The Government has agreed to fund a $4.4 billion package to settle teachers’ and principals’ agreements.
It comes after an arbitration panel recommended secondary teachers get a 14.5 per cent pay rise spread over three instalments.
Education Minister Jan Tinetti announced today the Government had accepted the recommendation and had offered to increase secondary teachers’ base salaries by 14.5 percent by December 2024.
The offer would see beginner teachers receive an annual increase of almost $10,000, in addition up to the $7210 lump sum payment.
Post Primary Teachers’ Association Te Wehengarua acting president Chris Abercrombie said they were “pleased” to see the offer and would recommend it to members to accept ahead of a vote next week.
If accepted by both parties the recommended settlement is likely to have knock-on effects for early childhood and primary school teachers.
Under pay parity rules, the Ministry of Education must offer any changes to teachers’ unified base salary scale to primary teachers and then in turn to kindergarten teachers.
Tinetti said she was “proud” of being able to make the offer which she thought would help attract and retain the best people to teach the country’s young people.
The offer provides an increase of 36 per cent for teachers at the top of the pay scale since 2017 when Labour came into Government and 23.5 per cent for beginner teachers.
Tinetti said this compared to a 10 per cent increase of the top rate under the last National Government.
“I know how disruptive the past few months have been for our students, young people and their parents. We all want our young people back in the classroom learning, and this offer reinforces our commitment to that,” she said.
The panel’s recommendation adds an extra cost of about $680 million to the $3.76 billion already set aside in the Budget to settle teachers’ and principals’ agreements, adding up to a package worth over $3.4b
This includes an increase to other education collective agreements which will flow on from this decision.

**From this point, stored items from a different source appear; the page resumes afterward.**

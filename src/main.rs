// SPDX-FileCopyrightText: 2026 Bruno Meilick
// SPDX-License-Identifier: LicenseRef-StudioTimetable-FreeUse-NoCopy-NoDerivatives
//
// All rights reserved.
//
// This file is part of Studio Timetable and is proprietary software.
// Unauthorized copying, modification, or distribution is prohibited.

//! Studio Timetable CLI entrypoint.
//!
//! Reads batch records from a JSON file (or the built-in demo week) and prints the weekly
//! timetable as a Unicode chart, or as JSON with `--json`.

use std::error::Error;

use studio_timetable::config::TimetableConfig;
use studio_timetable::layout::{layout_week, VisibleWindow, WeekLayout};
use studio_timetable::model::{Batch, BatchId};
use studio_timetable::render::render_week_unicode;
use studio_timetable::store::{demo_source, BatchSource, JsonFileBatchSource};
use tracing::{info, warn};
use tracing_subscriber::EnvFilter;

fn print_usage(program: &str) {
    eprintln!(
        "Usage:\n  {program} <batches.json> [--config <path>] [--window <start>-<end>] [--width <cols>] [--json] [--details <batch-id>]\n  {program} --demo [--config <path>] [--window <start>-<end>] [--width <cols>] [--json] [--details <batch-id>]\n\n<batches.json> holds a JSON array of batch records.\n--demo uses a built-in studio week and cannot be combined with <batches.json>.\n\n--config reads display settings from a JSON file; --window (e.g. 6-21) and --width override it.\n--json prints the per-day layout as JSON instead of the chart.\n--details lists every placement of one batch across the week.\n\nSet RUST_LOG (e.g. RUST_LOG=debug) to see skipped timings and load summaries on stderr."
    );
}

#[derive(Debug, Default, Clone, PartialEq, Eq)]
struct CliOptions {
    batches_path: Option<String>,
    demo: bool,
    config_path: Option<String>,
    window: Option<VisibleWindow>,
    width: Option<usize>,
    json: bool,
    details: Option<String>,
}

fn parse_options(mut args: impl Iterator<Item = String>) -> Result<CliOptions, ()> {
    let mut options = CliOptions::default();

    while let Some(arg) = args.next() {
        match arg.as_str() {
            "--demo" => {
                if options.demo {
                    return Err(());
                }
                options.demo = true;
            }
            "--json" => {
                if options.json {
                    return Err(());
                }
                options.json = true;
            }
            "--config" => {
                if options.config_path.is_some() {
                    return Err(());
                }
                options.config_path = Some(args.next().ok_or(())?);
            }
            "--window" => {
                if options.window.is_some() {
                    return Err(());
                }
                let raw = args.next().ok_or(())?;
                options.window = Some(raw.parse().map_err(|_| ())?);
            }
            "--width" => {
                if options.width.is_some() {
                    return Err(());
                }
                let raw = args.next().ok_or(())?;
                options.width = Some(raw.parse().map_err(|_| ())?);
            }
            "--details" => {
                if options.details.is_some() {
                    return Err(());
                }
                options.details = Some(args.next().ok_or(())?);
            }
            _ if arg.starts_with('-') => return Err(()),
            _ => {
                if options.batches_path.is_some() {
                    return Err(());
                }
                options.batches_path = Some(arg);
            }
        }
    }

    if options.demo == options.batches_path.is_some() {
        return Err(());
    }

    Ok(options)
}

fn init_tracing() {
    let filter = EnvFilter::try_from_default_env().unwrap_or_else(|_| EnvFilter::new("warn"));
    tracing_subscriber::fmt().with_env_filter(filter).with_writer(std::io::stderr).init();
}

/// File settings first, then command-line overrides.
fn resolve_config(options: &CliOptions) -> Result<TimetableConfig, Box<dyn Error>> {
    let mut config = match &options.config_path {
        Some(path) => TimetableConfig::load(path)?,
        None => TimetableConfig::default(),
    };
    if let Some(window) = options.window {
        config.window = window;
    }
    if let Some(width) = options.width {
        config.chart_width = width;
    }
    config.validate()?;
    Ok(config)
}

fn warn_invalid_batches(batches: &[Batch]) {
    for batch in batches {
        if let Err(err) = batch.validate() {
            warn!("{err}");
        }
    }
}

fn render_details(week: &WeekLayout, batch_id: &BatchId) -> Option<String> {
    let mut placements = week.placements_for(batch_id).peekable();
    let (_, first) = placements.peek()?;
    let mut out = format!("{} ({})", first.name, first.id);
    for (day, placement) in placements {
        out.push_str(&format!(
            "\n  {:<3}  {:<21}  {:<7}  lane {}",
            day.short_name(),
            placement.timing_label.as_str(),
            placement.mode.as_str(),
            placement.lane_index
        ));
    }
    Some(out)
}

fn main() {
    let result = (|| -> Result<(), Box<dyn Error>> {
        let mut args = std::env::args();
        let program = args.next().unwrap_or_else(|| "studio-timetable".to_owned());

        let options = match parse_options(args) {
            Ok(options) => options,
            Err(()) => {
                print_usage(&program);
                std::process::exit(2);
            }
        };

        init_tracing();
        let config = resolve_config(&options)?;

        let batches = match &options.batches_path {
            Some(path) => JsonFileBatchSource::new(path).batches()?,
            None => demo_source()?.batches()?,
        };
        warn_invalid_batches(&batches);

        let week = layout_week(&batches, &config.geometry_options());
        info!(
            batches = batches.len(),
            placements = week.placement_count(),
            "laid out week"
        );

        if let Some(raw_id) = &options.details {
            let batch_id = BatchId::new(raw_id.clone())?;
            let details = render_details(&week, &batch_id)
                .ok_or_else(|| format!("no scheduled sessions for batch `{batch_id}`"))?;
            println!("{details}");
            return Ok(());
        }

        if options.json {
            println!("{}", serde_json::to_string_pretty(&week)?);
        } else {
            println!("{}", render_week_unicode(&week, config.chart_width)?);
        }
        Ok(())
    })();

    if let Err(err) = result {
        eprintln!("studio-timetable: {err}");
        std::process::exit(1);
    }
}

Tinetti said it was a “careful” balance given the current financial situation and the money had been found through savings from other parts of the Education Budget and Education’s Budget 2024 cost pressure allowance.
The main savings of $374m came from Ministry of Education departmental funding; forecast staffing underspend - mostly as a result of newer teachers being employed; removal of the option to “bank staffing” for all schools, excluding Kaupapa Māori and Māori Medium Education (from July 2025); and deferring the Te Ao Marama and Hobsonville Point Secondary School projects in the Public Private Partnership Schools Expansion Programme, and rephase the current operating funding.
The remaining $306m was pre-committed to the Budget 2024 allowance, specifically to the cost pressure allocation which the Minister of Finance sets at the start of the Budget process.
“This is a balanced approach to increasing the pay of an important front-line workforce, while dealing with the broader fiscal pressures that the Government faces,” said Tinetti, adding that the possible impact on inflation was also considered (the 14.5 per cent increase is more than twice the rate of inflation at 6 per cent in the year to June).
“Our Government has a proud track record of supporting teachers, who are the cornerstone of our education system,” Tinetti said.
“We’re proud of this offer and we hope the PPTA will be too.
The increase would shift starting pay for most new secondary teachers from $55,948 to $64,082 by the start of 2025, while pay rates for teachers at the top of the scale would increase from $90,000 to $103,085.
That appeared to be better than the pay scale recently agreed by primary teachers where the equivalent points on the pay scale would increase to $63,187 and $100,000.
The panel said the term of the new collective agreement should be three years, from July 3, 2022, to July 2, 2025.
The panel also recommended one-off payments of $5000 for all teachers, a further $1500 for PPTA members, and up to $710 to cover teaching practising certificate renewal.
The decision said the Post Primary Teachers Association had sought a pay rise totalling 17.9 per cent backdated to the end of the previous collective agreement on July 1, 2022, while the Ministry of Education was offering 11.1 per cent starting from July 1, 2023 to June 30, 2025.
Secondary teachers had not had a pay rise since July 1, 2021, it said.
“Undeniably, the value of their salaries has diminished significantly over that period due to annual inflation, as measured by the New Zealand Consumers Price Index (CPI) in the years to June 2022 (7.3 per cent) and June 2023 (6.0 per cent),” the panel said.